Ulcerative necrotic tonsillitis is characterized by the spread of necrosis to the epithelium and parenchyma of the tonsil. The tonsils are covered with a whitish-gray coating consisting of necrotic tissue, leukocytes, a large number of bacteria, and fibrin. The coating subsequently softens and is rejected, forming ulcers with jagged edges. The spread of the necrotic process over the surface and deep into the tissues can lead to the destruction of the soft palate and penny pharynx with subsequent scarring of the defect. The cervical lymph nodes are involved in the process. Necrotic tonsillitis is more often observed in acute leukemia and other diseases of the blood system, and can occur with scarlet fever and diphtheria. Complications such as hemorrhages or gangrene are possible. Simanovsky-Plaut-Vincent's angina is most often characterized by superficial ulcerations covered with a dirty-gray coating with a putrid odor on one tonsil, while the second tonsil does not have such changes.
In herpetic angina, serous exudate forms small subepithelial vesicles, which, when bursting, leave defects in the epithelial lining.

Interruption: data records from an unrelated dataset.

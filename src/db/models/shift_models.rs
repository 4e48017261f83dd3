use chrono::{DateTime, Utc};
use serde::{Deserialize, Serialize};
use uuid::Uuid;

/// Shift model. At most one shift per guard is `Active` at a time.
#[derive(Debug, Clone, Serialize, Deserialize, sqlx::FromRow)]
pub struct Shift {
    pub id: Uuid,
    pub guard_id: Uuid,
    pub site_id: Uuid,
    pub start_time: DateTime<Utc>,
    pub end_time: DateTime<Utc>,
    pub status: ShiftStatus,
}

#[derive(Debug, Clone, Copy, Serialize, Deserialize, sqlx::Type, PartialEq, Eq)]
#[sqlx(type_name = "shift_status", rename_all = "lowercase")]
#[serde(rename_all = "lowercase")]
pub enum ShiftStatus {
    Scheduled,
    Active,
    Completed,
    Missed,
}
use anyhow::{Context, Result};
use log::{error, info, warn};
use patrol_watch::api::{AppState, RestApi};
use patrol_watch::config::{self, CONFIG_PATH_ENV};
use patrol_watch::db::DatabaseService;
use patrol_watch::messaging::{self, EventType, MessageBrokerTrait, PatrolEvents};
use patrol_watch::notification;
use patrol_watch::security::SecurityService;
use patrol_watch::services::PatrolServices;
use std::path::PathBuf;
use std::sync::Arc;
use tokio_util::sync::CancellationToken;

async fn run_app() -> Result<()> {
    let config_path = std::env::var_os(CONFIG_PATH_ENV)
        .map(PathBuf::from)
        .or_else(|| std::env::args_os().nth(1).map(PathBuf::from));
    let config = config::load_config(config_path.as_deref())?;

    // RUST_LOG wins over the configured level
    env_logger::Builder::from_env(
        env_logger::Env::default().default_filter_or(config.api.log_level.as_str()),
    )
    .init();
    info!("Starting patrol-watch {}", env!("CARGO_PKG_VERSION"));
    match &config_path {
        Some(path) => info!("Configuration loaded from {}", path.display()),
        None => info!("Using default configuration"),
    }

    let database = Arc::new(
        DatabaseService::new(&config.database)
            .await
            .context("Failed to initialize database")?,
    );

    let message_broker = messaging::create_message_broker(config.message_broker.clone())
        .await
        .context("Failed to initialize message broker")?;
    info!("Message broker initialized");

    let channel = notification::channel_from_config(&config.notification)?;
    let services = Arc::new(PatrolServices::new(
        database.stores(),
        &config.patrol,
        PatrolEvents::new(message_broker.clone()),
        channel,
    ));

    let shutdown = CancellationToken::new();
    services.start(shutdown.clone()).await?;
    info!("Patrol monitors started");

    if let Err(e) = message_broker
        .publish(
            EventType::SystemStartup,
            None,
            serde_json::json!({
                "version": env!("CARGO_PKG_VERSION"),
                "timestamp": chrono::Utc::now().to_rfc3339()
            }),
        )
        .await
    {
        warn!("Failed to publish system startup event: {}", e);
    }

    let api = RestApi::new(
        &config.api,
        AppState {
            database,
            services,
            security: Arc::new(SecurityService::new(config.security.clone())),
        },
    );
    let server_shutdown = shutdown.clone();
    let server = tokio::spawn(async move { api.run(server_shutdown).await });

    // Wait for termination signals
    tokio::signal::ctrl_c().await?;
    info!("Shutting down...");
    shutdown.cancel();

    match server.await {
        Ok(Ok(())) => {}
        Ok(Err(e)) => error!("API server error: {}", e),
        Err(e) => error!("API server task failed: {}", e),
    }

    if let Err(e) = message_broker
        .publish(
            EventType::SystemShutdown,
            None,
            serde_json::json!({"reason": "Normal shutdown"}),
        )
        .await
    {
        error!("Failed to publish shutdown event: {}", e);
    }
    message_broker.unsubscribe_all().await;

    info!("Shutdown complete");
    Ok(())
}

#[tokio::main]
async fn main() {
    if let Err(e) = run_app().await {
        eprintln!("patrol-watch failed: {:#}", e);
        std::process::exit(1);
    }
}
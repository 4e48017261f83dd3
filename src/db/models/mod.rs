pub mod alert_models;
pub mod checkpoint_models;
pub mod geofence_models;
pub mod guard_models;
pub mod panic_models;
pub mod scan_models;
pub mod shift_models;
pub mod site_models;
pub mod user_models;
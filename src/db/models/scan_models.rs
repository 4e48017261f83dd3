use chrono::{DateTime, Utc};
use serde::{Deserialize, Serialize};
use uuid::Uuid;

/// A recorded checkpoint scan. Rows are never updated.
#[derive(Debug, Clone, Serialize, Deserialize, sqlx::FromRow)]
pub struct PatrolScanEvent {
    pub id: Uuid,
    pub checkpoint_id: Uuid,
    pub guard_id: Uuid,
    pub shift_id: Option<Uuid>,
    pub scanned_at: DateTime<Utc>,
    pub is_on_time: bool,
}

/// Scan submitted by a guard device
#[derive(Debug, Clone, Serialize, Deserialize)]
pub struct ScanRequest {
    pub scan_code: String,
    pub guard_id: Uuid,
}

At the same time, the same vesicles can appear on the mucous membrane of the palatoglossal and palatopharyngeal arches, and the soft palate.
In phlegmonous tonsillitis (intratonsillar abscess), the drainage of the lacunae is disrupted, the parenchyma of the tonsil is initially edematous, then infiltrated with leukocytes, necrotic foci in the follicles, merging, form an abscess inside the tonsil. Such an abscess can be localized close to the surface of the tonsil and empty into the oral cavity or into the paratonsillar tissue.
The patient, regardless of the causes of the sore throat, and having suffered this disease, does not develop a stable immunity, especially with streptococcal etiology of the disease. On the contrary, during the recovery period, relapses of the disease are often possible. This is also explained by the fact that pathogens can be different types of microorganisms. After suffering adenoviral sore throat, type-specific immunity remains, which does not guarantee protection from a similar disease caused by another type of adenovirus.